С нежным безразличием глядела на отца его дочь, кусочек глянцевитой бумаги на тонкой картонке, а сколько притягательных нитей, какая невероятная сила! Кто же победит — эта сила или бездушные титаны, не желающие обзаводиться потомством?
Длинный, на тридцать секунд, и требовательный звонок тревоги поднимает всех и бросает к тем заведованиям, которые член команды обязан обеспечить в бою. Тревога на подводной лодке отличается по своим внешним признакам от тревоги, к примеру, на крейсере или эсминце. Нет того топота, бега, порывистого дыхания, свиста поручней под ладонями… Команда бесшумно занимает свои места. Площади не меньше, зато людей наперечет.

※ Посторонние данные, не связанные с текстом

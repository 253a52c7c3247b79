use crate::dashboard::{DashboardView, LatestView};
use crate::db::fetch_runs::FetchRun;
use crate::domain::breakdown::SeriesSet;
use crate::domain::category::{color_for, IMMEDIATE_COLOR, NEGOTIABLE_COLOR};
use crate::domain::history::RangeSpec;
use crate::templates::components::{change_alert, empty_state, property_card, stat_tile};
use crate::templates::{card, desktop_layout};
use maud::{html, Markup};

const RANGES: [(RangeSpec, &str); 3] = [
    (RangeSpec::Days(7), "7日間"),
    (RangeSpec::Days(30), "30日間"),
    (RangeSpec::All, "全期間"),
];

const TOTAL_COLOR: &str = "rgba(59,130,246,0.7)";

pub fn dashboard_page(view: &DashboardView, runs: &[FetchRun]) -> Markup {
    desktop_layout(
        "SUUMO物件情報",
        html! {
            main {
                @match &view.latest {
                    Some(latest) => (latest_section(latest, &view.flagged_label)),
                    None => (empty_state("まだ取得データがありません。fetch を実行してください。")),
                }

                (series_section(&view.series, view.range))

                @if !runs.is_empty() {
                    (runs_section(runs))
                }
            }
        },
    )
}

fn latest_section(latest: &LatestView, flagged_label: &str) -> Markup {
    let s = &latest.summary;
    html! {
        p class="updated" { "最終更新: " (latest.date) " " (latest.time) }

        @if let Some(alert) = &latest.alert {
            (change_alert(alert))
        }

        section class="tiles" {
            (stat_tile("総物件数", s.total, TOTAL_COLOR))
            (stat_tile(&format!("{flagged_label}入居"), s.flagged, color_for(flagged_label)))
            (stat_tile("即入居可", s.immediate, IMMEDIATE_COLOR))
            (stat_tile("相談", s.negotiable, NEGOTIABLE_COLOR))
        }

        section class="properties" {
            @for p in &latest.cards {
                (property_card(p))
            }
        }
    }
}

fn short_timestamp(ts: &str) -> String {
    ts.get(..16).unwrap_or(ts).replace('T', " ")
}

fn series_section(series: &SeriesSet, selected: RangeSpec) -> Markup {
    card(
        "推移",
        html! {
            nav class="ranges" {
                @for (range, label) in RANGES {
                    @if range == selected {
                        strong { (label) } " "
                    } @else {
                        a href=(format!("/?range={range}")) { (label) } " "
                    }
                }
            }

            @if series.timestamps.is_empty() {
                p { "この期間のデータはありません。" }
            } @else {
                table id="series" {
                    thead {
                        tr {
                            th { "日時" }
                            @for p in &series.properties { th { (p.name) } }
                            th { "合計" }
                            @for c in &series.categories {
                                th style=(format!("color: {}", c.color)) { (c.label) }
                            }
                        }
                    }
                    tbody {
                        @for i in (0..series.timestamps.len()).rev() {
                            tr {
                                td { (short_timestamp(&series.timestamps[i])) }
                                @for p in &series.properties {
                                    td {
                                        @match p.counts[i] {
                                            Some(n) => (n),
                                            None => "-",
                                        }
                                    }
                                }
                                td { strong { (series.total[i]) } }
                                @for c in &series.categories { td { (c.counts[i]) } }
                            }
                        }
                    }
                }
            }
        },
    )
}

fn runs_section(runs: &[FetchRun]) -> Markup {
    card(
        "取得履歴",
        html! {
            table id="fetch-runs" {
                thead {
                    tr { th { "開始" } th { "成功" } th { "保存" } th { "エラー" } }
                }
                tbody {
                    @for run in runs {
                        tr {
                            td { (run.started_at.format("%Y-%m-%d %H:%M").to_string()) }
                            td {
                                @match run.properties_succeeded {
                                    Some(n) => { (n) " / " (run.properties_total) },
                                    None => "実行中",
                                }
                            }
                            td { @if run.saved { "✅" } @else { "—" } }
                            td class="error" { (run.error_message.as_deref().unwrap_or("")) }
                        }
                    }
                }
            }
        },
    )
}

Через несколько минут Дмитрий Ильич выбрал удобный пункт в штурманской, возле прокладочного стола, откуда был виден Волошин, вахтенный Кисловский и рулевые. Скорость хода по стрелке указателя электронного лага быстро снижалась. Эхолоты регистрировали глубины с зигзагообразными кривыми на рулонной ленте.
Нетрудно было убедиться, что штурманы занимались филигранной работой, ведя корабль по счислению и отмечая на карте скорость хода и курс, наносили на нее свое место.
Маневрировать в незнакомом океане при выполнении ракетной стрельбы и выдать точку залпа — далеко не простая задача.